Sausage Stuffed Portobello Mushrooms
By corvettemary
These mushrooms can be either grilled or baked in an oven.
- 8
- 25 mins
- 40 mins
4/5
(3 Votes)
Ingredients
- 1 - 8.5 oz. package wild rice mix
- 4 oz. feta cheese, crumbled or any shredded cheese
- 1/4 C. chopped fresh parsley
- 1 pound sweet or spicy Italian or hot bulk sausage, casing removed
- 1 T. olive oil
- 8 large portabella mushroom caps, stems removed
- reduce heat to medium and cook until mushrooms are tender and show grill marks, about another 6 minutes.
Preparation
Step 1
Heat grill to medium-high. Prepare rice as directed on box.
In a medium bowl combine cooked rice & parsley. Break up and cook sausage in a frying pan until meat is no longer pink. Add to rice mixture.
Brush the tops of mushroom caps with olive oil. Overturn each mushroom (gills facing up) and fill with meat/rice mixture.

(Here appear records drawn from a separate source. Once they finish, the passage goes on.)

//! Whole-collection persistence of trips under a single key.

use serde_json::Value;

use super::error::StoreError;
use super::kv::KeyValueStore;
use crate::models::{migrate_trip, Trip};

/// Key under which the trip collection is stored.
pub const TRIPS_KEY: &str = "travel_planner_trips";

/// Loads and saves the full trip list as one JSON document.
///
/// Every save rewrites the entire collection. No size cap is enforced.
#[derive(Debug, Clone)]
pub struct TripStore<K> {
    kv: K,
    key: String,
}

impl<K: KeyValueStore> TripStore<K> {
    pub fn new(kv: K) -> Self {
        Self {
            kv,
            key: TRIPS_KEY.to_string(),
        }
    }

    pub fn with_key(kv: K, key: impl Into<String>) -> Self {
        Self {
            kv,
            key: key.into(),
        }
    }

    pub fn kv(&self) -> &K {
        &self.kv
    }

    /// Loads all trips, migrating older records.
    ///
    /// Never fails: any read or decode error is logged and an empty list is
    /// returned.
    pub fn load_all(&self) -> Vec<Trip> {
        match self.try_load_all() {
            Ok(trips) => {
                tracing::debug!(count = trips.len(), "loaded trips from local store");
                trips
            }
            Err(e) => {
                tracing::error!(error = %e, "failed to load trips from local store");
                Vec::new()
            }
        }
    }

    /// Loads all trips, reporting the first error encountered.
    pub fn try_load_all(&self) -> Result<Vec<Trip>, StoreError> {
        let Some(raw) = self.kv.get(&self.key)? else {
            return Ok(Vec::new());
        };

        let records: Vec<Value> = serde_json::from_str(&raw).map_err(StoreError::DecodeError)?;
        records
            .into_iter()
            .map(|record| migrate_trip(record).map_err(StoreError::MigrationError))
            .collect()
    }

    /// Overwrites the stored collection with `trips`.
    ///
    /// Failures are logged and returned; nothing is retried.
    pub fn save_all(&self, trips: &[Trip]) -> Result<(), StoreError> {
        let result = serde_json::to_string(trips)
            .map_err(StoreError::EncodeError)
            .and_then(|json| self.kv.set(&self.key, &json));

        match &result {
            Ok(()) => tracing::debug!(count = trips.len(), "saved trips to local store"),
            Err(e) => tracing::error!(error = %e, "failed to save trips to local store"),
        }
        result
    }
}
use chrono::NaiveDate;
use clap::{Args, Subcommand};

use itinera::editor::NewItem;

use super::{open_target, AppController};

#[derive(Args)]
pub struct ItemCommand {
    #[command(subcommand)]
    pub command: ItemSubcommand,
}

#[derive(Subcommand)]
pub enum ItemSubcommand {
    /// Add an activity to a day
    Add {
        /// Trip ID or share URL
        target: String,

        /// Day of the trip (YYYY-MM-DD)
        #[arg(long)]
        date: NaiveDate,

        /// Time of day (HH:MM)
        #[arg(long)]
        time: String,

        /// What happens
        #[arg(long)]
        title: String,

        /// Details
        #[arg(long)]
        description: Option<String>,

        /// Related URL
        #[arg(long)]
        link: Option<String>,
    },

    /// Remove an activity from a day
    Delete {
        /// Trip ID or share URL
        target: String,

        /// Day of the trip (YYYY-MM-DD)
        #[arg(long)]
        date: NaiveDate,

        /// Item ID
        item_id: String,
    },
}

impl ItemCommand {
    pub async fn run(
        &self,
        controller: &mut AppController,
    ) -> Result<(), Box<dyn std::error::Error>> {
        match &self.command {
            ItemSubcommand::Add {
                target,
                date,
                time,
                title,
                description,
                link,
            } => {
                open_target(controller, target).await?;

                let mut item = NewItem::new(time.as_str(), title.as_str());
                if let Some(description) = description {
                    item = item.with_description(description.as_str());
                }
                if let Some(link) = link {
                    item = item.with_link(link.as_str());
                }

                let updated = controller
                    .edit(|editor| editor.add_item(*date, item))
                    .await?;

                println!("Added to {} on {}:", updated.title, date);
                if let Some(day) = updated.day(*date) {
                    for item in &day.items {
                        println!("  [{}] {}", item.id, item);
                    }
                }
                Ok(())
            }

            ItemSubcommand::Delete {
                target,
                date,
                item_id,
            } => {
                open_target(controller, target).await?;

                let updated = controller
                    .edit(|editor| editor.delete_item(*date, item_id))
                    .await?;

                println!("Removed item {} from {} on {}", item_id, updated.title, date);
                Ok(())
            }
        }
    }
}
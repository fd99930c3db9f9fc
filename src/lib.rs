//! Itinera
//!
//! Trip itinerary planning: local trips, share links and live shared trips.

pub mod config;
pub mod controller;
pub mod editor;
pub mod models;
pub mod remote;
pub mod server;
pub mod share;
pub mod store;
pub mod suggest;

pub use config::{Config, ConfigError};
pub use controller::{Controller, Notice, SharedTrip, View};
pub use editor::{EditError, ItineraryEditor, NewItem};
pub use models::{color_for, DayPlan, ItineraryItem, Trip, TripCollection, TripError};
pub use remote::{HttpDocumentClient, MemoryDocuments, RemoteDocuments, RemoteError, Subscription};
pub use share::{DecodeError, ShareToken};
pub use store::{FileKeyValueStore, KeyValueStore, MemoryKeyValueStore, StoreError, TripStore};
pub use suggest::SuggestionClient;

pub fn version() -> &'static str {
    env!("CARGO_PKG_VERSION")
}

Arrange mushrooms on grill and cook for about 8 minutes. Sprinkle cheese on rice/meat mixture, cover and cook for about another 3 minutes or until mushrooms are tender and show grill marks and cheese is melted.
You could also stuff these mushrooms and bake in a 375 degree oven for approximately 10 minutes.